Когда забвенья жаждал я,

Когда манила смерть меня, —

Тот несчастливец в чёрном платье

Со мною шёл путём одним,

И мне казалось, что мы с ним

Похожи, как родные братья[632].

Яворов вспоминает, как он часто становился жертвой призраков, являвшихся ему постоянно, ежегодно между 20 апреля и 5 мая: он поддавался оптическим или обонятельным иллюзиям, которые внушали ему ужас и заставляли его переживать настоящую тревогу[633]. Но все эти офицеры, турки, дамы, которые преследуют его в полудремоте или в бодрствующем состоянии, не имеют ничего общего с его поэтическими видениями, и он считает свои галлюцинации чем-то болезненным, нисколько не влияющим на его литературные замыслы. В последнем случае это другого рода иллюзии: он видит и слышит свои образы, ставит себя на их место, внутренне понимает их, не впадая в самозабвение и не воображая, что видит что-то вне себя[634]. Так и Пенчо Славейков говорит: «Мне неизвестны галлюцинации во время творчества, а в другое время они весьма обыкновенны»[635]. При обострённом внимании и если это продолжается достаточно долгое время, говорит он, поэт может видеть зафиксированный предмет в мельчайших подробностях, но между этим внутренним зрением и болезненными видениями есть разница, которой нельзя пренебрегать.
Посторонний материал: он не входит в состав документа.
//! Dispatch caches and per-name invalidation
//!
//! Two cache layers sit in front of the ancestor-chain resolver: one
//! process-wide cache keyed by (receiver shape, name), and many
//! per-call-site inline caches embedded in compiled code. Both are
//! invalidated per name, never wholesale, so dispatch on unrelated
//! names can proceed concurrently with an invalidation (the one spot
//! where this matters is a background compile thread reading caches
//! while the execution lock is released around a syscall).
//!
//! Filling the caches is the dispatch engine's business; this module
//! owns the invalidation contract only.

use crate::method::Method;
use crate::module::ModuleId;
use crate::symbol::Symbol;
use crossbeam::atomic::AtomicCell;
use dashmap::DashMap;
use parking_lot::Mutex;
use rustc_hash::FxHashMap;
use std::sync::{Arc, Weak};

/// A cached resolution: the method and the module that defined it.
#[derive(Debug, Clone)]
pub struct CacheEntry {
    /// Resolved method
    pub method: Arc<Method>,
    /// Module whose table the method was found in
    pub module: ModuleId,
}

/// Process-wide dispatch cache, (receiver shape, name) → resolution.
///
/// Entries are bucketed per name so clearing one name never touches
/// another.
#[derive(Debug, Default)]
pub struct GlobalDispatchCache {
    buckets: DashMap<Symbol, FxHashMap<ModuleId, CacheEntry>>,
}

impl GlobalDispatchCache {
    /// Create an empty cache.
    pub fn new() -> Self {
        Self::default()
    }

    /// Look up a cached resolution.
    pub fn lookup(&self, shape: ModuleId, name: Symbol) -> Option<CacheEntry> {
        self.buckets.get(&name)?.get(&shape).cloned()
    }

    /// Record a resolution (external fill policy).
    pub fn fill(&self, shape: ModuleId, name: Symbol, entry: CacheEntry) {
        self.buckets.entry(name).or_default().insert(shape, entry);
    }

    /// Drop every entry for `name`. A no-op if none exist.
    pub fn clear(&self, name: Symbol) {
        self.buckets.remove(&name);
    }

    /// Number of cached resolutions for `name`.
    pub fn entries_for(&self, name: Symbol) -> usize {
        self.buckets.get(&name).map_or(0, |b| b.len())
    }
}

/// A per-call-site cache embedded in compiled code.
///
/// The shape check is a lock-free atomic read on the fast path; the
/// resolved method sits behind a lock and is only touched on hit
/// confirmation or refill.
#[derive(Debug)]
pub struct InlineCache {
    name: Symbol,
    shape: AtomicCell<Option<ModuleId>>,
    entry: Mutex<Option<CacheEntry>>,
}

impl InlineCache {
    /// Create an empty cache for calls to `name`.
    pub fn new(name: Symbol) -> Arc<Self> {
        Arc::new(Self {
            name,
            shape: AtomicCell::new(None),
            entry: Mutex::new(None),
        })
    }

    /// The name this call site dispatches.
    pub fn name(&self) -> Symbol {
        self.name
    }

    /// The cached resolution, if still valid for `shape`.
    pub fn load(&self, shape: ModuleId) -> Option<CacheEntry> {
        if self.shape.load() != Some(shape) {
            return None;
        }
        self.entry.lock().clone()
    }

    /// Cache a resolution for `shape`.
    pub fn store(&self, shape: ModuleId, entry: CacheEntry) {
        *self.entry.lock() = Some(entry);
        self.shape.store(Some(shape));
    }

    /// Mark the cache stale; the next dispatch misses and re-resolves.
    pub fn invalidate(&self) {
        self.shape.store(None);
        *self.entry.lock() = None;
    }

    /// Whether the cache currently holds nothing.
    pub fn is_empty(&self) -> bool {
        self.shape.load().is_none()
    }
}

/// Registry of every inline cache in the program, keyed by name.
///
/// Holds weak references only: compiled code owns its caches, and a
/// cache whose code was thrown away is pruned on the next
/// invalidation of its name.
#[derive(Debug, Default)]
pub struct InlineCacheRegistry {
    sites: DashMap<Symbol, Vec<Weak<InlineCache>>>,
}

impl InlineCacheRegistry {
    /// Create an empty registry.
    pub fn new() -> Self {
        Self::default()
    }

    /// Register a call site for invalidation tracking.
    pub fn register(&self, cache: &Arc<InlineCache>) {
        self.sites
            .entry(cache.name())
            .or_default()
            .push(Arc::downgrade(cache));
    }

    /// Mark stale every live cache for `name`, pruning dead sites.
    pub fn clear(&self, name: Symbol) {
        if let Some(mut sites) = self.sites.get_mut(&name) {
            sites.retain(|weak| match weak.upgrade() {
                Some(cache) => {
                    cache.invalidate();
                    true
                }
                None => false,
            });
        }
    }

    /// Number of tracked (possibly dead) sites for `name`.
    pub fn sites_for(&self, name: Symbol) -> usize {
        self.sites.get(&name).map_or(0, |s| s.len())
    }
}

/// The two cache layers, bundled so invalidation hits both.
#[derive(Debug, Default)]
pub struct DispatchCaches {
    /// Process-wide (shape, name) cache
    pub global: GlobalDispatchCache,
    /// Per-call-site caches
    pub inline: InlineCacheRegistry,
}

impl DispatchCaches {
    /// Create both layers empty.
    pub fn new() -> Self {
        Self::default()
    }

    /// Clear every cached resolution for `name` in both layers.
    pub fn invalidate(&self, name: Symbol) {
        self.global.clear(name);
        self.inline.clear(name);
    }
}

#[cfg(test)]
mod tests {
    use super::*;
    use crate::method::{CompiledCode, Method};
    use crate::module::ModuleGraph;
    use crate::symbol::Interner;

    fn entry(graph: &ModuleGraph, name: Symbol) -> CacheEntry {
        CacheEntry {
            method: Method::new(CompiledCode::new(name, 0, vec![])),
            module: graph.root(),
        }
    }

    #[test]
    fn test_global_cache_per_name_clear() {
        let mut interner = Interner::new();
        let graph = ModuleGraph::new(&mut interner);
        let size = interner.intern("size");
        let each = interner.intern("each");
        let cache = GlobalDispatchCache::new();

        cache.fill(graph.root(), size, entry(&graph, size));
        cache.fill(graph.root(), each, entry(&graph, each));

        cache.clear(size);
        assert!(cache.lookup(graph.root(), size).is_none());
        assert!(cache.lookup(graph.root(), each).is_some());

        // clearing an absent name is a no-op
        cache.clear(size);
    }

    #[test]
    fn test_inline_cache_shape_check() {
        let mut interner = Interner::new();
        let mut graph = ModuleGraph::new(&mut interner);
        let name = interner.intern("to_s");
        let other_shape = graph.new_class(graph.root());

        let ic = InlineCache::new(name);
        assert!(ic.is_empty());

        ic.store(graph.root(), entry(&graph, name));
        assert!(ic.load(graph.root()).is_some());
        assert!(ic.load(other_shape).is_none());

        ic.invalidate();
        assert!(ic.load(graph.root()).is_none());
    }

    #[test]
    fn test_registry_marks_stale_and_prunes() {
        let mut interner = Interner::new();
        let graph = ModuleGraph::new(&mut interner);
        let name = interner.intern("call");
        let registry = InlineCacheRegistry::new();

        let live = InlineCache::new(name);
        registry.register(&live);
        live.store(graph.root(), entry(&graph, name));

        {
            let dead = InlineCache::new(name);
            registry.register(&dead);
        }
        assert_eq!(registry.sites_for(name), 2);

        registry.clear(name);
        assert!(live.is_empty());
        assert_eq!(registry.sites_for(name), 1);
    }
}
В заключение мы должны объявить себя сторонниками такой психологической теории, которая видит в деятельности воображения проявление здорового духа и не желает связывать возникновение поэтических концепций с болезненными формами чувствительности и представлений. Где творческое состояние выходит за границы нормальных внутренних переживаний, там надо говорить об исключительных случаях, которые не имеют большого значения для характеристики закономерного, типичного. Это индивидуальные отклонения, интересные только для биографа или психиатра. Вообще воображение у литератора предполагает развитую самокритику и ясное сознание; оно никогда не ведёт к бреду, который бы нанёс урон целостности замысла и точности художественных образов.